À l’époque de Lénine, bien qu’ils aient gardé les fameux « considérants », les socialistes avaient déjà sombré dans la participation au régime bourgeois. Le même Lénine reprenait la thèse de l’élu agitateur et déclarait nécessaire l’action directe des masses. Pour sauvegarder les « considérants », il envisageait une discipline de fer à l’intérieur du Parti. Néanmoins, il n’y a plus d’action directe pour les partis communistes occidentaux, et Kroutchev, lui-même, parlait au XXe Congrès du P.C. de l’U.R.S.S. de la voie parlementaire pour parvenir au socialisme. C’est sans doute pour cette voie parlementaire que les communistes français ont présenté des candidats au parlement gaulliste sans pouvoirs ! On voit que la remarque concernant la « lancée » du parti socialiste est valable aussi pour le P.C.
Pour savoir ce qui s’est passé, il est utile de revoir les textes anciens. Voici, par exemple, le préambule à la Déclaration de Principes du parti socialiste belge de 1900 (qui s’appelait le Parti Ouvrier):
« 1. Les richesses, en général, et spécialement les moyens de production, sont ou des agents naturels ou le fruit du travail — manuel ou cérébral — des générations antérieures aussi bien que de la génération actuelle ; elles doivent, par conséquent, être considérées comme le patrimoine commun de l’humanité.
2. Le droit à la jouissance de ce patrimoine, par des individus ou par des groupes, ne peut avoir d’autre fondement que l’utilité sociale et d’autre but que d’assurer à tout être humain la plus grande somme possible de liberté et de bien-être.
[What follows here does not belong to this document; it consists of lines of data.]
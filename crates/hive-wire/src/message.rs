//! The cluster message catalog.
//!
//! Every payload carried by a wire envelope is one of these kinds,
//! discriminated by a `type` field in snake_case. The catalog is deliberately
//! closed: routing code matches exhaustively and unknown kinds fail to decode
//! at the codec layer rather than leaking into subsystems.
//!
//! Membership gossip rides on `heartbeat` (the `peers` field), so the kind
//! list matches the protocol exactly.

use serde::{Deserialize, Serialize};

use crate::node_id::NodeId;
use crate::term::Term;

// ---------------------------------------------------------------------------
// ClusterMessage
// ---------------------------------------------------------------------------

/// A message exchanged between two nodes.
#[derive(Debug, Clone, PartialEq, Serialize, Deserialize)]
#[serde(tag = "type", rename_all = "snake_case")]
pub enum ClusterMessage {
    /// Periodic liveness signal. Also the first message on a fresh
    /// connection (identifying the sender) and the gossip carrier.
    Heartbeat {
        uptime_ms: u64,
        process_count: u64,
        #[serde(default, skip_serializing_if = "Vec::is_empty")]
        peers: Vec<NodeId>,
    },
    /// Synchronous request addressed to a process on the receiving node.
    Call {
        call_id: String,
        target_id: u64,
        payload: Term,
    },
    /// Successful reply to a `Call`.
    CallReply { call_id: String, payload: Term },
    /// Failed reply to a `Call`.
    CallError {
        call_id: String,
        kind: CallErrorKind,
        detail: Term,
    },
    /// Fire-and-forget message addressed to a process on the receiving node.
    Cast { target_id: u64, payload: Term },
    /// Request to start a cataloged behavior on the receiving node.
    SpawnRequest {
        spawn_id: String,
        behavior: String,
        init_args: Term,
        #[serde(default, skip_serializing_if = "Option::is_none")]
        register_name: Option<String>,
        #[serde(default)]
        register_global: bool,
    },
    /// Successful reply to a `SpawnRequest`.
    SpawnReply { spawn_id: String, server_id: u64 },
    /// Failed reply to a `SpawnRequest`.
    SpawnError {
        spawn_id: String,
        kind: SpawnErrorKind,
        detail: String,
    },
    /// Ask the receiving node to watch one of its processes.
    MonitorRequest {
        monitor_id: String,
        watcher_id: u64,
        target_id: u64,
    },
    /// Acknowledge a monitor registration.
    MonitorAck { monitor_id: String },
    /// Remove a monitor registration.
    DemonitorRequest { monitor_id: String },
    /// A monitored process terminated. Fires at most once per monitor.
    ProcessDown {
        monitor_id: String,
        reason: DownReason,
        #[serde(default, skip_serializing_if = "Option::is_none")]
        detail: Option<String>,
    },
    /// Ask the receiving node to link one of its processes to the sender's.
    LinkRequest {
        link_id: String,
        /// The sender-side process participating in the link.
        from_id: u64,
        /// The receiver-side process to link to.
        target_id: u64,
    },
    /// Acknowledge a link registration.
    LinkAck { link_id: String },
    /// Tear down a link without propagating an exit.
    UnlinkRequest { link_id: String },
    /// Exit propagation. With `link_id` set this is one side of a link
    /// firing; without it, it is a direct exit request (supervised remote
    /// shutdown). A `normal` reason never terminates the receiver.
    ExitSignal {
        #[serde(default, skip_serializing_if = "Option::is_none")]
        link_id: Option<String>,
        target_id: u64,
        reason: DownReason,
        #[serde(default, skip_serializing_if = "Option::is_none")]
        detail: Option<String>,
    },
    /// Global registry replication. `full_sync` carries the sender's entire
    /// owned entry set and authorizes the receiver to drop stale entries
    /// owned by the sender that are absent from it.
    RegistrySync {
        entries: Vec<GlobalEntry>,
        full_sync: bool,
    },
    /// Graceful departure announcement.
    NodeDown { node: NodeId, reason: String },
}

impl ClusterMessage {
    /// The kind tag as it appears on the wire.
    pub fn kind(&self) -> &'static str {
        match self {
            ClusterMessage::Heartbeat { .. } => "heartbeat",
            ClusterMessage::Call { .. } => "call",
            ClusterMessage::CallReply { .. } => "call_reply",
            ClusterMessage::CallError { .. } => "call_error",
            ClusterMessage::Cast { .. } => "cast",
            ClusterMessage::SpawnRequest { .. } => "spawn_request",
            ClusterMessage::SpawnReply { .. } => "spawn_reply",
            ClusterMessage::SpawnError { .. } => "spawn_error",
            ClusterMessage::MonitorRequest { .. } => "monitor_request",
            ClusterMessage::MonitorAck { .. } => "monitor_ack",
            ClusterMessage::DemonitorRequest { .. } => "demonitor_request",
            ClusterMessage::ProcessDown { .. } => "process_down",
            ClusterMessage::LinkRequest { .. } => "link_request",
            ClusterMessage::LinkAck { .. } => "link_ack",
            ClusterMessage::UnlinkRequest { .. } => "unlink_request",
            ClusterMessage::ExitSignal { .. } => "exit_signal",
            ClusterMessage::RegistrySync { .. } => "registry_sync",
            ClusterMessage::NodeDown { .. } => "node_down",
        }
    }
}

// ---------------------------------------------------------------------------
// Error kinds
// ---------------------------------------------------------------------------

/// Why a remote call failed on the receiving node.
#[derive(Debug, Clone, Copy, PartialEq, Eq, Serialize, Deserialize)]
#[serde(rename_all = "snake_case")]
pub enum CallErrorKind {
    /// The target process does not exist or is not running.
    ServerNotRunning,
    /// The receiving node's local call timed out.
    Timeout,
    /// The handler raised an application error, carried in `detail`.
    App,
}

/// Why a remote spawn failed on the receiving node.
#[derive(Debug, Clone, Copy, PartialEq, Eq, Serialize, Deserialize)]
#[serde(rename_all = "snake_case")]
pub enum SpawnErrorKind {
    BehaviorNotFound,
    InitFailed,
    NameConflict,
}

/// Why a monitored process went down, or the reason carried by an exit
/// signal.
#[derive(Debug, Clone, Copy, PartialEq, Eq, Serialize, Deserialize)]
#[serde(rename_all = "snake_case")]
pub enum DownReason {
    Normal,
    Shutdown,
    Error,
    /// The target did not exist when the monitor was requested.
    Noproc,
    /// The connection to the target's node was lost.
    Nodedown,
}

impl DownReason {
    pub fn as_str(&self) -> &'static str {
        match self {
            DownReason::Normal => "normal",
            DownReason::Shutdown => "shutdown",
            DownReason::Error => "error",
            DownReason::Noproc => "noproc",
            DownReason::Nodedown => "nodedown",
        }
    }
}

// ---------------------------------------------------------------------------
// GlobalEntry
// ---------------------------------------------------------------------------

/// One cluster-wide name registration, as replicated between nodes.
///
/// Conflicts resolve by comparing `(registered_at, priority)` with smaller
/// winning; `priority` is a deterministic hash of the owning node id so every
/// peer picks the same winner.
#[derive(Debug, Clone, PartialEq, Serialize, Deserialize)]
pub struct GlobalEntry {
    pub name: String,
    pub server_id: u64,
    pub node: NodeId,
    pub registered_at: i64,
    pub priority: u64,
}

impl GlobalEntry {
    /// The LWW sort key: earliest registration wins, priority breaks ties.
    pub fn lww_key(&self) -> (i64, u64) {
        (self.registered_at, self.priority)
    }
}

// ---------------------------------------------------------------------------
// Tests
// ---------------------------------------------------------------------------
3. La réalisation de cet idéal est incompatible avec le maintien du régime capitaliste qui divise la société en deux classes nécessairement antagonistes : L’une qui peut jouir de la propriété sans travail, l’autre obligée d’abandonner une part de son produit à la classe possédante.
4. Les travailleurs ne peuvent attendre leur complet affranchissement que de la suppression des classes et d’une transformation radicale de la société actuelle. Cette transformation ne sera pas seulement favorable au prolétariat, mais à l’humanité tout entière. Néanmoins, comme elle est contraire aux intérêts immédiats de la classe possédante, L’ÉMANCIPATION DES TRAVAILLEURS SERA ESSENTIELLEMENT L’ŒUVRE DES TRAVAILLEURS EUX-MÊMES. »
Nous sommes très loin du programme de Guy Mollet, et nous sommes tout aussi éloignés du programme du parti communiste.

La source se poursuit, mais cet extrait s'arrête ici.